Reliance Industries Limited (RIL) has taken a giant leap forward in terms of making India the biggest exporter of Petroleum Products to the African Nations. It aims to start off by entering into an Memorandum of Understanding (MoU) with Rohm and Haas to jointly survey the construction of the world-scale Acrylic-monomer complex in Jamnagar. This complex aims to be the world’s single largest producer of Petroleum products in the coming years, with its proximity to the Jamnagar Oil Refinery, which is already the world’s largest green field refinery with a capacity of producing 660,000 barrels of oil per day. The new export-oriented refinery will shoot up these figures to a whopping 1.2 million barrels of oil per day.

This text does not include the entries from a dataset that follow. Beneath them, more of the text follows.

//! Presence fan-out to every active connection.

use std::collections::HashMap;

use parley_protocol::envelope::Message;
use parley_protocol::presence::OnlineSet;

use crate::connection::{ConnectionHandle, ConnectionId, Sender};

/// Outcome of one fan-out.
#[derive(Debug, Clone, Copy, Default, PartialEq, Eq)]
pub struct BroadcastReport {
    pub delivered: usize,
    /// Peers whose queue was full or already closed. They catch up on the
    /// next push, which carries the full set again.
    pub dropped: usize,
}

/// Pushes the full online set to every attached connection.
///
/// Attached connections include anonymous ones: they receive presence but
/// never appear in it.
#[derive(Default)]
pub struct Broadcaster {
    peers: HashMap<ConnectionId, Sender>,
}

impl Broadcaster {
    pub fn new() -> Self {
        Self::default()
    }

    pub fn attach(&mut self, handle: &ConnectionHandle) {
        self.peers.insert(handle.id(), handle.sender());
    }

    /// Returns `false` if the connection was not attached.
    pub fn detach(&mut self, connection: ConnectionId) -> bool {
        self.peers.remove(&connection).is_some()
    }

    pub fn len(&self) -> usize {
        self.peers.len()
    }

    pub fn is_empty(&self) -> bool {
        self.peers.is_empty()
    }

    /// Sends one `getOnlineUsers` push to every attached connection.
    ///
    /// Never waits on a peer: delivery is a non-blocking enqueue.
    pub fn broadcast(&self, online: &OnlineSet) -> BroadcastReport {
        let mut report = BroadcastReport::default();
        if self.peers.is_empty() {
            return report;
        }

        let json = match Message::online_users(uuid::Uuid::new_v4().to_string(), online)
            .and_then(|msg| serde_json::to_string(&msg))
        {
            Ok(json) => json,
            Err(e) => {
                tracing::error!("failed to encode presence push: {e}");
                return report;
            }
        };

        for (id, sender) in &self.peers {
            match sender.send_text(json.clone()) {
                Ok(()) => report.delivered += 1,
                Err(_) => {
                    tracing::debug!(conn = %id, "presence push dropped");
                    report.dropped += 1;
                }
            }
        }
        report
    }
}

#[cfg(test)]
mod tests {
    use parley_protocol::constants::MessageType;
    use parley_protocol::presence::UserId;
    use tokio::sync::mpsc;
    use tokio_tungstenite::tungstenite::protocol::Message as WsMessage;

    use super::*;

    fn online(ids: &[&str]) -> OnlineSet {
        ids.iter().copied().map(UserId::from).collect()
    }

    fn recv_online(rx: &mut mpsc::Receiver<WsMessage>) -> OnlineSet {
        match rx.try_recv().expect("a presence push") {
            WsMessage::Text(text) => {
                let msg: Message = serde_json::from_str(&text).unwrap();
                assert_eq!(msg.msg_type, MessageType::GetOnlineUsers);
                msg.parse_payload().unwrap().unwrap()
            }
            other => panic!("expected text frame, got {other:?}"),
        }
    }

    #[test]
    fn pushes_full_set_to_every_peer() {
        let mut b = Broadcaster::new();
        let (h1, mut rx1) = ConnectionHandle::detached(4);
        let (h2, mut rx2) = ConnectionHandle::detached(4);
        b.attach(&h1);
        b.attach(&h2);

        let report = b.broadcast(&online(&["u1", "u2"]));
        assert_eq!(report, BroadcastReport { delivered: 2, dropped: 0 });
        assert_eq!(recv_online(&mut rx1), online(&["u1", "u2"]));
        assert_eq!(recv_online(&mut rx2), online(&["u1", "u2"]));
        assert!(rx1.try_recv().is_err(), "exactly one push per broadcast");
    }

    #[test]
    fn detached_peer_gets_nothing() {
        let mut b = Broadcaster::new();
        let (h1, mut rx1) = ConnectionHandle::detached(4);
        b.attach(&h1);
        assert!(b.detach(h1.id()));
        assert!(!b.detach(h1.id()));

        assert_eq!(b.broadcast(&online(&["u1"])), BroadcastReport::default());
        assert!(rx1.try_recv().is_err());
    }

    #[test]
    fn full_queue_misses_update_without_blocking() {
        let mut b = Broadcaster::new();
        let (slow, mut slow_rx) = ConnectionHandle::detached(1);
        let (fast, mut fast_rx) = ConnectionHandle::detached(4);
        b.attach(&slow);
        b.attach(&fast);

        b.broadcast(&online(&["u1"]));
        let report = b.broadcast(&online(&["u1", "u2"]));
        assert_eq!(report.dropped, 1);
        assert_eq!(report.delivered, 1);

        // The slow peer still holds the older set; the next push heals it.
        assert_eq!(recv_online(&mut slow_rx), online(&["u1"]));
        b.broadcast(&online(&["u2"]));
        assert_eq!(recv_online(&mut slow_rx), online(&["u2"]));

        assert_eq!(recv_online(&mut fast_rx), online(&["u1"]));
        assert_eq!(recv_online(&mut fast_rx), online(&["u1", "u2"]));
        assert_eq!(recv_online(&mut fast_rx), online(&["u2"]));
    }

    #[test]
    fn empty_set_is_pushed_not_skipped() {
        let mut b = Broadcaster::new();
        let (h, mut rx) = ConnectionHandle::detached(4);
        b.attach(&h);
        b.broadcast(&OnlineSet::new());
        assert!(recv_online(&mut rx).is_empty());
    }
}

To come to terms with selling the huge amount of oil produced, RIL has acquired a majority stake in the Gulf Africa Petroleum Corporation (GAPCO) that happens to be the single largest Marketing Company handling the marketing of Petroleum products in Tanzania, Uganda and Kenya. These three countries have a sizeable import bill regarding petroleum. In East Africa, the multinational oil companies have, in the past, dominated the marketing of petroleum products. Liberalization in these three countries will bring more competitiveness into the existing market, thereby helping the new players like RIL to set foot, in what was previously, the stronghold of ESSO and Shell. GAPCO has been managing marketing of ESSO previously with more then 250 retail outlets and its large storage terminal facilities. Experts say that the overtake of GAPCO is more of a distress sale as this company was running into accounting losses adding up to $400 million, but RIL terms this acquisition as a strategic step in building its strong hold in East Africa because GAPCO is a multinational petroleum marketing company with operations in East Africa and a 42% share of a market estimated at $150 million.
It is one of the largest independent petroleum marketing and trading organizations in East Africa, and is primarily involved in the import, supply and transport of oil products to countries in East and Central Africa, which is a pool of immense possibilities considering the fact that these are developing economies and crude oil is the world’s most actively traded commodity.Coming to the Indian scenario, this new acquisition led to the RIL shares rising marginally with stocks closing at Rs. 1971 at BSE. This acquisition can be viewed as a step against the monopoly of Organization of Petroleum Exporting Countries (OPEC). OPEC has been exercising its control over the international oil prices by suddenly increasing the crude oil prices to meet its developed needs, and thus severely hampering the developing economies. RIL had discovered untapped oil and gas fields in Krishna-Godavari delta and the setting up of extra Acrylic monomer complex can be viewed as an increasing indigenous capacity and will help in decreasing India’s reliability on petroleum imports by some amount, thus saving foreign exchange. The installation may also help common people who are being bugged by the rising and roll back of petroleum prices too often and this will also ease up the transport industry, which helps in thriving of any economy. OPEC has exercised its control over crude oil prices for quite a long time and this deal may be the start of the events that may lead to oil prices being decided uniformly on the basis of fair energy needs of both developing and developed countries.